▶ To do: A single number is required: how many lines in the data below contain "else".

* * * *

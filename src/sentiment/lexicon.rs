//! Lexicon-based polarity scoring
//!
//! Scores are the mean polarity of the sentiment-bearing words in the text.
//! A modifier directly before a sentiment word scales it, and a negator
//! within the two preceding words flips and halves it.

/// How far back (in words) a negator still applies
const NEGATION_WINDOW: usize = 2;
/// Applied to a negated word's polarity
const NEGATION_FACTOR: f64 = -0.5;

/// Polarity score in [-1, 1]; 0.0 when no lexicon word matches.
pub fn polarity(text: &str) -> f64 {
    let tokens = tokenize(text);

    let mut total = 0.0;
    let mut matched = 0.0;

    for (idx, token) in tokens.iter().enumerate() {
        let Some(base) = word_polarity(token) else {
            continue;
        };

        let mut score = base;
        if let Some(factor) = idx
            .checked_sub(1)
            .and_then(|prev| intensity(&tokens[prev]))
        {
            score *= factor;
        }

        let window_start = idx.saturating_sub(NEGATION_WINDOW);
        if tokens[window_start..idx].iter().any(|t| is_negator(t)) {
            score *= NEGATION_FACTOR;
        }

        total += score.clamp(-1.0, 1.0);
        matched += 1.0;
    }

    if matched < 1.0 {
        0.0
    } else {
        (total / matched).clamp(-1.0, 1.0)
    }
}

/// Lower-cased words made of letters, digits and apostrophes
fn tokenize(text: &str) -> Vec<String> {
    text.to_lowercase()
        .replace(['\u{2019}', '\u{2018}'], "'")
        .split(|c: char| !(c.is_alphanumeric() || c == '\''))
        .map(|w| w.trim_matches('\''))
        .filter(|w| !w.is_empty())
        .map(str::to_string)
        .collect()
}

fn is_negator(word: &str) -> bool {
    matches!(word, "not" | "no" | "never" | "cannot" | "neither" | "nor")
        || word.ends_with("n't")
}

fn intensity(word: &str) -> Option<f64> {
    let factor = match word {
        "very" | "really" | "so" | "totally" | "truly" => 1.3,
        "extremely" | "incredibly" | "super" => 1.5,
        "quite" | "pretty" => 1.1,
        "somewhat" | "kinda" | "fairly" => 0.7,
        "slightly" | "barely" => 0.5,
        _ => return None,
    };
    Some(factor)
}

fn word_polarity(word: &str) -> Option<f64> {
    let score = match word {
        // positive
        "good" => 0.7,
        "nice" => 0.6,
        "fine" => 0.4,
        "ok" | "okay" => 0.5,
        "better" => 0.5,
        "best" => 1.0,
        "awesome" | "excellent" | "perfect" | "wonderful" => 1.0,
        "amazing" => 0.6,
        "fantastic" => 0.4,
        "love" | "glad" | "pleased" | "hopeful" => 0.5,
        "enjoy" | "eager" => 0.4,
        "fun" | "calm" | "relaxed" => 0.3,
        "easy" => 0.43,
        "interesting" => 0.5,
        "cool" => 0.35,
        "proud" | "joy" | "thrilled" => 0.8,
        "cheerful" => 0.6,
        "lucky" => 0.33,
        "ready" => 0.2,
        "sure" => 0.5,
        "positive" => 0.23,
        "brilliant" => 0.9,
        "comfortable" => 0.4,
        "curious" => 0.2,
        // negative
        "bad" => -0.7,
        "terrible" | "awful" | "horrible" | "worst" | "miserable" | "terrified" => -1.0,
        "boring" => -1.0,
        "worse" => -0.4,
        "hate" => -0.8,
        "stupid" | "dumb" => -0.8,
        "difficult" => -0.5,
        "hard" => -0.29,
        "tough" => -0.39,
        "confused" | "struggling" | "annoyed" | "poor" => -0.4,
        "confusing" => -0.3,
        "frustrated" | "frustrating" => -0.7,
        "tired" => -0.4,
        "upset" | "angry" | "overwhelmed" | "useless" | "fail" | "failing" => -0.5,
        "mad" => -0.625,
        "afraid" | "dread" | "panic" | "hopeless" => -0.6,
        "stressed" | "stressful" => -0.5,
        "impossible" => -0.67,
        "lonely" => -0.25,
        "depressed" => -0.35,
        "sick" => -0.71,
        "sorry" => -0.5,
        "unsure" => -0.2,
        "negative" => -0.3,
        "lost" => -0.2,
        _ => return None,
    };
    Some(score)
}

* * * *

▶ Task answer: 2